What you are asked to do:
Lines below starting with the line with "atomic remote action" and going on through the line with "operator has finished." must be output exactly; the rest of the records must be left out.

Data in this exercise:
//! Safety scan over the lines a draft adds.
//!
//! Looks for secret-shaped content and machine-specific absolute paths. Any
//! finding rejects the draft.

use regex::Regex;
use serde::{Deserialize, Serialize};

use crate::error::{GateError, GateResult};

/// Categories of content the gate refuses to apply.
#[derive(Debug, Clone, Copy, PartialEq, Eq, Hash, Serialize, Deserialize)]
#[serde(rename_all = "snake_case")]
pub enum ScanCategory {
    /// `password = "..."`, `API_KEY=...`
    CredentialAssignment,
    /// PEM private key block
    PrivateKey,
    /// Well-known provider token prefix
    TokenPrefix,
    /// `/home/<user>/`, `/Users/<user>/`, `C:\Users\<user>\`
    AbsolutePath,
    /// Operator-supplied pattern
    Custom,
}

impl std::fmt::Display for ScanCategory {
    fn fmt(&self, f: &mut std::fmt::Formatter<'_>) -> std::fmt::Result {
        match self {
            Self::CredentialAssignment => write!(f, "credential_assignment"),
            Self::PrivateKey => write!(f, "private_key"),
            Self::TokenPrefix => write!(f, "token_prefix"),
            Self::AbsolutePath => write!(f, "absolute_path"),
            Self::Custom => write!(f, "custom"),
        }
    }
}

impl ScanCategory {
    /// Whether the category is a form of secret detection.
    pub fn is_secret(self) -> bool {
        !matches!(self, Self::AbsolutePath)
    }
}

/// One match in an added line.
#[derive(Debug, Clone, PartialEq, Eq, Serialize, Deserialize)]
pub struct ScanFinding {
    pub category: ScanCategory,
    /// 1-based line number in the draft.
    pub line: usize,
    /// Redacted excerpt of the match.
    pub excerpt: String,
    pub reason: String,
}

struct Pattern {
    category: ScanCategory,
    regex: &'static str,
    reason: &'static str,
}

const PATTERNS: &[Pattern] = &[
    Pattern {
        category: ScanCategory::CredentialAssignment,
        regex: r#"(?i)\b[a-z0-9_]*(?:password|passwd|secret|api[_-]?key|access[_-]?key|auth[_-]?token|private[_-]?key|client[_-]?secret)[a-z0-9_]*\b["']?\s*[:=]\s*["'][^"'\s]{8,}["']"#,
        reason: "Quoted credential assigned to a secret-named key",
    },
    Pattern {
        category: ScanCategory::CredentialAssignment,
        regex: r"^\s*(?:export\s+)?[A-Z0-9_]*(?:PASSWORD|SECRET|TOKEN|API_KEY|ACCESS_KEY)[A-Z0-9_]*\s*=\s*[^\s$]{8,}\s*$",
        reason: "Environment-style credential assignment",
    },
    Pattern {
        category: ScanCategory::PrivateKey,
        regex: r"-----BEGIN (?:[A-Z0-9]+ )*PRIVATE KEY-----",
        reason: "Private key material",
    },
    Pattern {
        category: ScanCategory::TokenPrefix,
        regex: r"\bAKIA[0-9A-Z]{16}\b",
        reason: "AWS access key id",
    },
    Pattern {
        category: ScanCategory::TokenPrefix,
        regex: r"\bgh[pousr]_[A-Za-z0-9]{36,}\b|\bgithub_pat_[A-Za-z0-9_]{22,}",
        reason: "GitHub token",
    },
    Pattern {
        category: ScanCategory::TokenPrefix,
        regex: r"\bxox[abprs]-[A-Za-z0-9-]{10,}",
        reason: "Slack token",
    },
    Pattern {
        category: ScanCategory::TokenPrefix,
        regex: r"\bsk-(?:ant-|proj-)?[A-Za-z0-9_-]{20,}",
        reason: "Model provider API key",
    },
    Pattern {
        category: ScanCategory::TokenPrefix,
        regex: r"\b(?:sk|rk)_live_[0-9A-Za-z]{16,}",
        reason: "Stripe live key",
    },
    Pattern {
        category: ScanCategory::TokenPrefix,
        regex: r"\bAIza[0-9A-Za-z_-]{35}",
        reason: "Google API key",
    },
    Pattern {
        category: ScanCategory::AbsolutePath,
        regex: r"/home/[A-Za-z0-9._-]+/|/Users/[A-Za-z0-9._-]+/",
        reason: "Machine-specific home directory path",
    },
    Pattern {
        category: ScanCategory::AbsolutePath,
        regex: r"(?i)\b[A-Z]:\\Users\\[^\\\s]+\\",
        reason: "Machine-specific Windows profile path",
    },
];

/// Compiled pattern set. Built once per gate.
pub struct SafetyScanner {
    patterns: Vec<(ScanCategory, Regex, String)>,
}

impl SafetyScanner {
    /// Built-in patterns plus operator-supplied regexes.
    pub fn new(extra_patterns: &[String]) -> GateResult<Self> {
        let mut patterns = Vec::with_capacity(PATTERNS.len() + extra_patterns.len());
        for p in PATTERNS {
            let regex = Regex::new(p.regex)
                .map_err(|e| GateError::config(format!("built-in scan pattern: {e}")))?;
            patterns.push((p.category, regex, p.reason.to_string()));
        }
        for p in extra_patterns {
            let regex = Regex::new(p)
                .map_err(|e| GateError::config(format!("invalid secret pattern `{p}`: {e}")))?;
            patterns.push((ScanCategory::Custom, regex, format!("Matches `{p}`")));
        }
        Ok(Self { patterns })
    }

    /// Scan `(line_no, text)` pairs. One finding per category per line.
    pub fn scan<'a>(&self, lines: impl IntoIterator<Item = (usize, &'a str)>) -> Vec<ScanFinding> {
        let mut findings = Vec::new();
        for (line_no, text) in lines {
            let mut seen = Vec::new();
            for (category, regex, reason) in &self.patterns {
                if seen.contains(category) {
                    continue;
                }
                if let Some(m) = regex.find(text) {
                    seen.push(*category);
                    findings.push(ScanFinding {
                        category: *category,
                        line: line_no,
                        excerpt: redact(m.as_str(), *category),
                        reason: reason.clone(),
                    });
                }
            }
        }
        findings
    }
}

/// Keep enough of a match to locate it without echoing the secret.
fn redact(matched: &str, category: ScanCategory) -> String {
    let trimmed = matched.trim();
    if !category.is_secret() {
        return truncate_line(trimmed, 80);
    }
    let visible: String = trimmed.chars().take(6).collect();
    format!("{visible}***")
}

fn truncate_line(s: &str, max: usize) -> String {
    if s.chars().count() <= max {
        s.to_string()
    } else {
        let head: String = s.chars().take(max).collect();
        format!("{head}...")
    }
}
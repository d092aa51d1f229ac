//! Generic commanders shared by the service operators
//!
//! These are the declarative building blocks: pull an image, manage a
//! named volume, start or stop a service container, install etcd TLS
//! material. Multi-node commanders fan out in parallel and require every
//! node to succeed.

use async_trait::async_trait;
use tokio_util::sync::CancellationToken;

use crate::agent::Agent;
use crate::cluster::{Node, ServiceParams};
use crate::infra::Infrastructure;
use crate::pki::CertificateAuthority;
use crate::storage::CaKind;
use crate::{Error, Result, ETCD_PKI_DIR};

use super::{addresses, engine_for, gather, Command, Commander};

/// Pull one image on a set of nodes, in parallel
pub struct ImagePull {
    nodes: Vec<Node>,
    image: String,
}

impl ImagePull {
    /// Pull `image` on every node of `nodes`.
    pub fn new(nodes: Vec<Node>, image: impl Into<String>) -> Self {
        Self {
            nodes,
            image: image.into(),
        }
    }
}

#[async_trait]
impl Commander for ImagePull {
    async fn run(&self, ct: &CancellationToken, inf: &dyn Infrastructure) -> Result<()> {
        gather(self.nodes.iter().map(|node| async move {
            engine_for(inf, &node.address)?
                .pull_image(ct, &self.image)
                .await
        }))
        .await?;
        Ok(())
    }

    fn command(&self) -> Command {
        Command::new("image-pull", addresses(&self.nodes))
    }
}

/// Create a named volume on a set of nodes
pub struct VolumeCreate {
    nodes: Vec<Node>,
    name: String,
}

impl VolumeCreate {
    /// Create volume `name` on every node of `nodes`.
    pub fn new(nodes: Vec<Node>, name: impl Into<String>) -> Self {
        Self {
            nodes,
            name: name.into(),
        }
    }
}

#[async_trait]
impl Commander for VolumeCreate {
    async fn run(&self, ct: &CancellationToken, inf: &dyn Infrastructure) -> Result<()> {
        gather(self.nodes.iter().map(|node| async move {
            engine_for(inf, &node.address)?
                .volume_create(ct, &self.name)
                .await
        }))
        .await?;
        Ok(())
    }

    fn command(&self) -> Command {
        Command::new("volume-create", addresses(&self.nodes))
    }
}

/// Remove a named volume on a set of nodes; an absent volume is success
pub struct VolumeRemove {
    nodes: Vec<Node>,
    name: String,
}

impl VolumeRemove {
    /// Remove volume `name` from every node of `nodes`.
    pub fn new(nodes: Vec<Node>, name: impl Into<String>) -> Self {
        Self {
            nodes,
            name: name.into(),
        }
    }
}

#[async_trait]
impl Commander for VolumeRemove {
    async fn run(&self, ct: &CancellationToken, inf: &dyn Infrastructure) -> Result<()> {
        gather(self.nodes.iter().map(|node| async move {
            engine_for(inf, &node.address)?
                .volume_remove(ct, &self.name)
                .await
        }))
        .await?;
        Ok(())
    }

    fn command(&self) -> Command {
        Command::new("volume-remove", addresses(&self.nodes))
    }
}

/// Stop and remove a named container on one node; absent is success
pub struct StopContainer {
    node: Node,
    name: String,
}

impl StopContainer {
    /// Stop container `name` on `node`.
    pub fn new(node: Node, name: impl Into<String>) -> Self {
        Self {
            node,
            name: name.into(),
        }
    }
}

#[async_trait]
impl Commander for StopContainer {
    async fn run(&self, ct: &CancellationToken, inf: &dyn Infrastructure) -> Result<()> {
        engine_for(inf, &self.node.address)?
            .stop(ct, &self.name)
            .await
    }

    fn command(&self) -> Command {
        Command::new("stop-container", self.node.address.clone())
    }
}

/// Launch a long-lived service container on a set of nodes
pub struct RunContainer {
    nodes: Vec<Node>,
    name: String,
    image: String,
    opts: Vec<String>,
    built_in: ServiceParams,
    extra: ServiceParams,
}

impl RunContainer {
    /// Launch container `name` from `image` on every node of `nodes`.
    pub fn new(
        nodes: Vec<Node>,
        name: impl Into<String>,
        image: impl Into<String>,
        opts: Vec<String>,
        built_in: ServiceParams,
        extra: ServiceParams,
    ) -> Self {
        Self {
            nodes,
            name: name.into(),
            image: image.into(),
            opts,
            built_in,
            extra,
        }
    }

}

#[async_trait]
impl Commander for RunContainer {
    async fn run(&self, ct: &CancellationToken, inf: &dyn Infrastructure) -> Result<()> {
        gather(self.nodes.iter().map(|node| async move {
            engine_for(inf, &node.address)?
                .run_system(ct, &self.name, &self.image, &self.opts, &self.built_in, &self.extra)
                .await
        }))
        .await?;
        Ok(())
    }

    fn command(&self) -> Command {
        Command::new("run-container", addresses(&self.nodes))
    }
}

/// Issue etcd server/peer certificates and install them on a set of nodes
pub struct IssueEtcdCertificates {
    nodes: Vec<Node>,
}

impl IssueEtcdCertificates {
    /// Install etcd TLS material on every node of `nodes`.
    pub fn new(nodes: Vec<Node>) -> Self {
        Self { nodes }
    }
}

#[async_trait]
impl Commander for IssueEtcdCertificates {
    async fn run(&self, ct: &CancellationToken, inf: &dyn Infrastructure) -> Result<()> {
        let storage = inf.storage();
        let server_ca = CertificateAuthority::from_pem(
            &storage.get_ca_certificate(CaKind::Server).await?,
            &storage.get_ca_key(CaKind::Server).await?,
        )?;
        let peer_ca = CertificateAuthority::from_pem(
            &storage.get_ca_certificate(CaKind::EtcdPeer).await?,
            &storage.get_ca_key(CaKind::EtcdPeer).await?,
        )?;
        let client_ca_cert = storage.get_ca_certificate(CaKind::EtcdClient).await?;

        gather(self.nodes.iter().map(|node| {
            let server = server_ca.issue_server(&node.address);
            let peer = peer_ca.issue_peer(&node.address);
            let peer_ca_cert = peer_ca.ca_cert_pem().to_string();
            let client_ca_cert = client_ca_cert.clone();
            async move {
                let server = server?;
                let peer = peer?;
                let agent = inf.agent(&node.address).ok_or_else(|| {
                    Error::precondition(format!("agent not connected for {}", node.address))
                })?;

                run_ok(agent.as_ref(), ct, node, "mkdir", &["-p", ETCD_PKI_DIR], None).await?;
                for (file, pem, secret) in [
                    ("server.crt", server.cert_pem.as_str(), false),
                    ("server.key", server.key_pem.as_str(), true),
                    ("peer.crt", peer.cert_pem.as_str(), false),
                    ("peer.key", peer.key_pem.as_str(), true),
                    ("ca-client.crt", client_ca_cert.as_str(), false),
                    ("ca-peer.crt", peer_ca_cert.as_str(), false),
                ] {
                    let path = format!("{ETCD_PKI_DIR}/{file}");
                    let mode = if secret { "0600" } else { "0644" };
                    run_ok(
                        agent.as_ref(),
                        ct,
                        node,
                        "install",
                        &["-m", mode, "/dev/stdin", &path],
                        Some(pem.as_bytes()),
                    )
                    .await?;
                }
                Ok(())
            }
        }))
        .await?;
        Ok(())
    }

    fn command(&self) -> Command {
        Command::new("issue-etcd-certificates", addresses(&self.nodes))
    }
}

/// Run one remote command, mapping a non-zero exit to a typed error.
async fn run_ok(
    agent: &dyn Agent,
    ct: &CancellationToken,
    node: &Node,
    command: &str,
    args: &[&str],
    input: Option<&[u8]>,
) -> Result<()> {
    let args: Vec<String> = args.iter().map(|s| s.to_string()).collect();
    let out = match input {
        Some(bytes) => agent.run_with_input(ct, command, &args, bytes).await?,
        None => agent.run(ct, command, &args).await?,
    };
    if out.success() {
        Ok(())
    } else {
        Err(Error::Remote {
            target: node.address.clone(),
            command: format!("{command} {}", args.join(" ")),
            detail: out.stderr_tail(),
        })
    }
}

#[cfg(test)]
mod tests {
    use super::*;
    use std::sync::Arc;

    use crate::engine::MockContainerEngine;
    use crate::infra::MockInfrastructure;

    fn node(address: &str) -> Node {
        Node {
            address: address.to_string(),
            hostname: String::new(),
            control_plane: true,
            labels: Default::default(),
        }
    }

    fn infra_with_engine(engine: MockContainerEngine) -> MockInfrastructure {
        let engine: Arc<dyn crate::engine::ContainerEngine> = Arc::new(engine);
        let mut inf = MockInfrastructure::new();
        inf.expect_engine().returning(move |_| Some(engine.clone()));
        inf
    }

    #[tokio::test]
    async fn image_pull_fans_out_to_every_node() {
        let mut engine = MockContainerEngine::new();
        engine
            .expect_pull_image()
            .times(2)
            .returning(|_, _| Ok(()));
        let inf = infra_with_engine(engine);

        let pull = ImagePull::new(vec![node("10.0.0.1"), node("10.0.0.2")], "etcd:v1");
        pull.run(&CancellationToken::new(), &inf).await.unwrap();
        assert_eq!(pull.command().name, "image-pull");
        assert!(pull.command().target.contains("10.0.0.1,10.0.0.2"));
    }

    #[tokio::test]
    async fn image_pull_fails_when_any_node_fails() {
        let mut engine = MockContainerEngine::new();
        let mut calls = 0;
        engine.expect_pull_image().times(2).returning(move |_, _| {
            calls += 1;
            if calls == 1 {
                Ok(())
            } else {
                Err(Error::transport("pull failed"))
            }
        });
        let inf = infra_with_engine(engine);

        let pull = ImagePull::new(vec![node("10.0.0.1"), node("10.0.0.2")], "etcd:v1");
        let err = pull.run(&CancellationToken::new(), &inf).await.unwrap_err();
        assert!(matches!(err, Error::Transport(_)));
    }

    #[tokio::test]
    async fn missing_engine_is_a_precondition_error() {
        let mut inf = MockInfrastructure::new();
        inf.expect_engine().returning(|_| None);

        let create = VolumeCreate::new(vec![node("10.0.0.9")], "etcd-cke");
        let err = create.run(&CancellationToken::new(), &inf).await.unwrap_err();
        assert!(matches!(err, Error::Precondition(_)));
    }

    #[tokio::test]
    async fn stop_container_targets_one_node() {
        let mut engine = MockContainerEngine::new();
        engine
            .expect_stop()
            .times(1)
            .returning(|_, name| {
                assert_eq!(name, "etcd");
                Ok(())
            });
        let inf = infra_with_engine(engine);

        let stop = StopContainer::new(node("10.0.0.3"), "etcd");
        stop.run(&CancellationToken::new(), &inf).await.unwrap();
        assert_eq!(stop.command(), Command::new("stop-container", "10.0.0.3"));
    }
}
//! Operator/commander framework
//!
//! An [`Operator`] is an ordered, resumable producer of commanders for one
//! reconciliation intent (`etcd-bootstrap`, `etcd-add-member`, ...). A
//! [`Commander`] is one atomic, idempotent remote action. The tick loop
//! drains an operator by asking for the next commander and running it
//! against the infrastructure, strictly serially, until the operator is
//! exhausted or a commander fails.
//!
//! Operators are deterministic: identical construction inputs produce the
//! identical commander sequence. They are built as a finite
//! [`StepSequence`] rather than a step-counter switch, so tests assert the
//! emitted [`Command`] descriptors directly and adding a step never means
//! renumbering.

pub mod common;
pub mod etcd;

use std::collections::VecDeque;
use std::future::Future;
use std::sync::Arc;

use async_trait::async_trait;
use tokio_util::sync::CancellationToken;

use crate::cluster::Node;
use crate::engine::ContainerEngine;
use crate::infra::Infrastructure;
use crate::{Error, Result};

/// Descriptor of one commander, emitted to the log stream
#[derive(Debug, Clone, PartialEq, Eq)]
pub struct Command {
    /// Action name, e.g. `run-container`
    pub name: String,
    /// Target description, usually node addresses or member IDs
    pub target: String,
}

impl Command {
    /// Build a descriptor.
    pub fn new(name: impl Into<String>, target: impl Into<String>) -> Self {
        Self {
            name: name.into(),
            target: target.into(),
        }
    }
}

impl std::fmt::Display for Command {
    fn fmt(&self, f: &mut std::fmt::Formatter<'_>) -> std::fmt::Result {
        write!(f, "{} [{}]", self.name, self.target)
    }
}

/// One atomic remote action
#[async_trait]
pub trait Commander: Send + Sync {
    /// Execute the action against the infrastructure.
    ///
    /// Honors `ct` at every suspension point. Declarative actions (pull,
    /// volume-create, run-system) are idempotent; actions whose
    /// precondition cannot be repaired fail with a typed error.
    async fn run(&self, ct: &CancellationToken, inf: &dyn Infrastructure) -> Result<()>;

    /// Pure metadata for logging.
    fn command(&self) -> Command;
}

/// Ordered producer of commanders for one reconciliation intent
pub trait Operator: Send {
    /// Operator name, e.g. `etcd-bootstrap`.
    fn name(&self) -> &'static str;

    /// The next commander, or `None` when the operator has finished.
    fn next_command(&mut self) -> Option<Box<dyn Commander>>;
}

/// An operator realized as a precomputed, finite commander sequence
pub struct StepSequence {
    name: &'static str,
    steps: VecDeque<Box<dyn Commander>>,
}

impl StepSequence {
    /// Build a named sequence.
    pub fn new(name: &'static str, steps: Vec<Box<dyn Commander>>) -> Self {
        Self {
            name,
            steps: steps.into(),
        }
    }
}

impl Operator for StepSequence {
    fn name(&self) -> &'static str {
        self.name
    }

    fn next_command(&mut self) -> Option<Box<dyn Commander>> {
        self.steps.pop_front()
    }
}

/// Run a set of futures to completion and aggregate their failures.
///
/// All futures run concurrently; all are driven to completion. On failure
/// the first non-cancellation error wins, so a real fault is reported
/// instead of the cancellations it induced in siblings. Success requires
/// every future to succeed.
pub async fn gather<T, Fut>(futures: impl IntoIterator<Item = Fut>) -> Result<Vec<T>>
where
    Fut: Future<Output = Result<T>>,
{
    let results = futures::future::join_all(futures).await;
    let mut values = Vec::with_capacity(results.len());
    let mut cancelled = false;
    let mut first_error: Option<Error> = None;
    for result in results {
        match result {
            Ok(value) => values.push(value),
            Err(e) if e.is_cancelled() => cancelled = true,
            Err(e) => {
                if first_error.is_none() {
                    first_error = Some(e);
                }
            }
        }
    }
    if let Some(e) = first_error {
        return Err(e);
    }
    if cancelled {
        return Err(Error::Cancelled);
    }
    Ok(values)
}

/// The container engine for `address`, or a precondition error when the
/// node is not connected.
pub(crate) fn engine_for(
    inf: &dyn Infrastructure,
    address: &str,
) -> Result<Arc<dyn ContainerEngine>> {
    inf.engine(address)
        .ok_or_else(|| Error::precondition(format!("agent not connected for {address}")))
}

/// Comma-joined addresses, for command targets.
pub(crate) fn addresses(nodes: &[Node]) -> String {
    nodes
        .iter()
        .map(|n| n.address.as_str())
        .collect::<Vec<_>>()
        .join(",")
}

Exercise solution:
/// One atomic remote action
#[async_trait]
pub trait Commander: Send + Sync {
    /// Execute the action against the infrastructure.
    ///
    /// Honors `ct` at every suspension point. Declarative actions (pull,
    /// volume-create, run-system) are idempotent; actions whose
    /// precondition cannot be repaired fail with a typed error.
    async fn run(&self, ct: &CancellationToken, inf: &dyn Infrastructure) -> Result<()>;

    /// Pure metadata for logging.
    fn command(&self) -> Command;
}

/// Ordered producer of commanders for one reconciliation intent
pub trait Operator: Send {
    /// Operator name, e.g. `etcd-bootstrap`.
    fn name(&self) -> &'static str;

    /// The next commander, or `None` when the operator has finished.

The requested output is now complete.